Netflix admitted that it allowed users to share their passwords because it got more people hooked on their platform. However, the launch of other streaming services has made it much more difficult for the company to grow its membership base.
Last month , Netflix started testing ways to make users in Chile, Costa Rica and Peru, who share passwords, pay a fee for additional members.
This model could be expanded to other countries, although it has not been detailed when these changes would be implemented.
Cheap service, but with advertising
Netflix co-founder Reed Hastings has long resisted endorsing the ads, but the company changed course on Tuesday.
“I have been against the complexity of advertising (…) But I’m a bigger fan of consumer choice. And allow consumers who would like to have a lower price and tolerate advertising to get what they they want makes a lot of sense,” he said last Tuesday.
The move to ads was greeted with skepticism by some Wall Street analysts, including Rich Greenfield, Media and Technology Partner and Analyst at LightShed Partners.

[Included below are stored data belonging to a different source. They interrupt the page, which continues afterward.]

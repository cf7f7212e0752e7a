//! When the next still frame is captured.

use std::time::{Duration, Instant};

use picam_types::{ControlCommand, ExternalSignal, FrameNextMethod, StillConfig};
use tracing::{error, info};

use crate::controls::SessionControls;
use crate::error::PipelineError;

/// Time for exposure and white balance to settle before the first frame.
pub const CAMERA_SETTLE_TIME: Duration = Duration::from_millis(1000);

/// Gap between frames in immediate mode.
const IMMEDIATE_GAP: Duration = Duration::from_millis(30);

/// Gap between frames in forever mode.
const FOREVER_GAP: Duration = Duration::from_millis(1000);

/// Outcome of one wait of the still loop.
#[derive(Debug, Clone, Copy, PartialEq, Eq)]
pub enum Pace {
    /// Capture, then wait again.
    Continue,

    /// Capture, then stop.
    Last,

    /// Stop without capturing.
    Stop,
}

/// One pacing policy for the still capture loop.
pub trait FramePacer: Send {
    /// Block until the next capture is due, advancing `frame` to its index.
    fn wait_next(&mut self, frame: &mut u64, controls: &SessionControls) -> Pace;
}

/// Build the pacer selected by `config.frame_next`.
pub fn still_pacer(config: &StillConfig) -> Box<dyn FramePacer> {
    let timeout = config.timeout();
    let deadline = (!timeout.is_zero()).then(|| Instant::now() + timeout);
    match config.frame_next {
        FrameNextMethod::Single => Box::new(Single { timeout }),
        FrameNextMethod::Timelapse => Box::new(Timelapse {
            interval: Duration::from_millis(config.timelapse_ms),
            next_due: None,
            deadline,
        }),
        FrameNextMethod::Keypress => Box::new(Keypress { deadline }),
        FrameNextMethod::Forever => Box::new(Forever),
        FrameNextMethod::Gpio => Box::new(Gpio),
        FrameNextMethod::Signal => Box::new(SignalPaced { deadline }),
        FrameNextMethod::Immediate => Box::new(Immediate {
            settled: false,
            deadline,
        }),
    }
}

/// `Continue` while before the deadline, `Last` once it has passed.
fn until(deadline: Option<Instant>) -> Pace {
    match deadline {
        Some(end) if Instant::now() >= end => Pace::Last,
        _ => Pace::Continue,
    }
}

/// One capture after the timeout.
struct Single {
    timeout: Duration,
}

impl FramePacer for Single {
    fn wait_next(&mut self, _frame: &mut u64, controls: &SessionControls) -> Pace {
        if controls.pause_and_test_abort(self.timeout) {
            return Pace::Stop;
        }
        Pace::Last
    }
}

/// A capture roughly every second until aborted.
struct Forever;

impl FramePacer for Forever {
    fn wait_next(&mut self, frame: &mut u64, controls: &SessionControls) -> Pace {
        *frame += 1;
        if controls.pause_and_test_abort(FOREVER_GAP) {
            return Pace::Stop;
        }
        Pace::Continue
    }
}

/// Fixed interval captures against a running baseline.
struct Timelapse {
    interval: Duration,
    next_due: Option<Instant>,
    deadline: Option<Instant>,
}

impl FramePacer for Timelapse {
    fn wait_next(&mut self, frame: &mut u64, controls: &SessionControls) -> Pace {
        let pace = until(self.deadline);

        let Some(due) = self.next_due else {
            *frame += 1;
            if controls.pause_and_test_abort(CAMERA_SETTLE_TIME) {
                return Pace::Stop;
            }
            self.next_due = Some(Instant::now() + self.interval);
            return pace;
        };

        let now = Instant::now();
        let delay_ms = if due >= now {
            i64::try_from((due - now).as_millis()).unwrap_or(i64::MAX)
        } else {
            -i64::try_from((now - due).as_millis()).unwrap_or(i64::MAX)
        };
        let step = timelapse_step(delay_ms, self.interval.as_millis() as u64);
        if step.advance > 1 {
            info!("Skipping frame {} to restart at frame {}", *frame + 1, *frame + step.advance);
        } else if delay_ms < 0 {
            info!("Frame {} is {} ms late", *frame + 1, -delay_ms);
        }

        *frame += step.advance;
        self.next_due = Some(due + self.interval * step.baseline_intervals);
        if controls.pause_and_test_abort(step.sleep) {
            return Pace::Stop;
        }
        pace
    }
}

/// How one timelapse wait moves the frame index, the sleep and the
/// baseline.
#[derive(Debug, Clone, Copy, PartialEq, Eq)]
pub struct TimelapseStep {
    /// Amount added to the frame index.
    pub advance: u64,

    /// Time to sleep before capturing.
    pub sleep: Duration,

    /// Intervals the baseline moves forward by.
    pub baseline_intervals: u32,
}

/// Plan the next timelapse frame given the time until it is due
/// (`delay_ms`, negative when late) and the interval.
///
/// Less than half an interval late, the frame is taken at once. Later than
/// that, `1 + lateness / interval` frames are skipped and the capture
/// waits for the next aligned slot.
pub fn timelapse_step(delay_ms: i64, interval_ms: u64) -> TimelapseStep {
    let interval = i64::try_from(interval_ms.max(1)).unwrap_or(i64::MAX);

    if delay_ms >= 0 {
        return TimelapseStep {
            advance: 1,
            sleep: Duration::from_millis(delay_ms as u64),
            baseline_intervals: 1,
        };
    }

    let late = -delay_ms;
    if late < interval / 2 {
        return TimelapseStep {
            advance: 1,
            sleep: Duration::ZERO,
            baseline_intervals: 1,
        };
    }

    let skip = 1 + late / interval;
    let sleep_ms = (delay_ms + skip * interval).max(0);
    TimelapseStep {
        advance: skip as u64,
        sleep: Duration::from_millis(sleep_ms as u64),
        baseline_intervals: u32::try_from(skip + 1).unwrap_or(u32::MAX),
    }
}

/// One capture per line of input.
struct Keypress {
    deadline: Option<Instant>,
}

impl FramePacer for Keypress {
    fn wait_next(&mut self, frame: &mut u64, controls: &SessionControls) -> Pace {
        let pace = until(self.deadline);
        info!("Press Enter to capture, X then ENTER to exit");
        match controls.next_command(None) {
            Some(ControlCommand::Exit) | None => Pace::Stop,
            Some(_) => {
                *frame += 1;
                pace
            }
        }
    }
}

/// Back-to-back captures with a short gap.
struct Immediate {
    settled: bool,
    deadline: Option<Instant>,
}

impl FramePacer for Immediate {
    fn wait_next(&mut self, frame: &mut u64, controls: &SessionControls) -> Pace {
        let pace = until(self.deadline);
        let gap = if self.settled {
            IMMEDIATE_GAP
        } else {
            CAMERA_SETTLE_TIME
        };
        self.settled = true;
        if controls.pause_and_test_abort(gap) {
            return Pace::Stop;
        }
        *frame += 1;
        pace
    }
}

/// A single externally triggered capture.
struct Gpio;

impl FramePacer for Gpio {
    fn wait_next(&mut self, _frame: &mut u64, _controls: &SessionControls) -> Pace {
        Pace::Last
    }
}

/// Capture on each notification; `Exit` captures once more and stops.
struct SignalPaced {
    deadline: Option<Instant>,
}

impl FramePacer for SignalPaced {
    fn wait_next(&mut self, frame: &mut u64, controls: &SessionControls) -> Pace {
        let pace = until(self.deadline);
        info!("Waiting for SIGUSR1 to initiate capture and continue or SIGUSR2 to capture and exit");
        let pace = match controls.next_signal(None) {
            Some(ExternalSignal::Continue) => pace,
            Some(ExternalSignal::Exit) => Pace::Last,
            Some(ExternalSignal::Failed { errno }) => {
                error!("{}", PipelineError::SignalWait { errno });
                pace
            }
            None => return Pace::Stop,
        };
        *frame += 1;
        pace
    }
}

#[cfg(test)]
mod tests {
    use super::*;

    #[test]
    fn test_timelapse_catch_up_skips() {
        let step = timelapse_step(-2500, 1000);
        assert_eq!(step.advance, 3);
        assert_eq!(step.sleep, Duration::from_millis(500));
        assert_eq!(step.baseline_intervals, 4);
    }

    #[test]
    fn test_timelapse_slightly_late() {
        let step = timelapse_step(-400, 1000);
        assert_eq!(step.advance, 1);
        assert_eq!(step.sleep, Duration::ZERO);
        assert_eq!(step.baseline_intervals, 1);
    }

    #[test]
    fn test_timelapse_on_time() {
        let step = timelapse_step(250, 1000);
        assert_eq!(step.advance, 1);
        assert_eq!(step.sleep, Duration::from_millis(250));
    }

    #[test]
    fn test_timelapse_half_interval_late_skips() {
        let step = timelapse_step(-500, 1000);
        assert_eq!(step.advance, 1);
        assert_eq!(step.sleep, Duration::from_millis(500));
        assert_eq!(step.baseline_intervals, 2);
    }

    #[test]
    fn test_single_is_last() {
        let mut pacer = Single {
            timeout: Duration::ZERO,
        };
        let mut frame = 0;
        assert_eq!(pacer.wait_next(&mut frame, &SessionControls::new()), Pace::Last);
        assert_eq!(frame, 0);
    }

    #[test]
    fn test_gpio_captures_once() {
        let mut frame = 0;
        assert_eq!(Gpio.wait_next(&mut frame, &SessionControls::new()), Pace::Last);
    }

    #[test]
    fn test_keypress_exit_does_not_capture() {
        let (tx, rx) = picam_types::command_channel();
        let controls = SessionControls::new().with_commands(rx);
        let mut pacer = Keypress { deadline: None };
        let mut frame = 0;

        tx.send(ControlCommand::Toggle).unwrap();
        tx.send(ControlCommand::Exit).unwrap();
        assert_eq!(pacer.wait_next(&mut frame, &controls), Pace::Continue);
        assert_eq!(frame, 1);
        assert_eq!(pacer.wait_next(&mut frame, &controls), Pace::Stop);
        assert_eq!(frame, 1);
    }

    #[test]
    fn test_signal_exit_captures_last() {
        let (tx, rx) = picam_types::signal_channel();
        let controls = SessionControls::new().with_signals(rx);
        let mut pacer = SignalPaced { deadline: None };
        let mut frame = 0;

        tx.send(ExternalSignal::Continue).unwrap();
        tx.send(ExternalSignal::Exit).unwrap();
        assert_eq!(pacer.wait_next(&mut frame, &controls), Pace::Continue);
        assert_eq!(pacer.wait_next(&mut frame, &controls), Pace::Last);
        assert_eq!(frame, 2);
    }

    #[test]
    fn test_aborted_wait_stops() {
        let controls = SessionControls::new();
        controls.abort();
        let mut frame = 0;
        assert_eq!(Forever.wait_next(&mut frame, &controls), Pace::Stop);
        let mut pacer = Single {
            timeout: Duration::from_secs(5),
        };
        assert_eq!(pacer.wait_next(&mut frame, &controls), Pace::Stop);
    }
}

He told NBC News that adding ads would likely result in less viewing time per user per day and ultimately
, in a higher user turnover.
Decrease investment in new content
To further boost revenue growth, Netflix said it would also could withdraw spending on your movies and TV shows.
“We are reducing part of the growth of our spending both in content and in spending without content,” Chief Financial Officer Spencer Neumann said in a recorded interview.
With $17,000 million dollars annually, Netflix currently spends more on content than any of its competitors, Greenfield pointed out.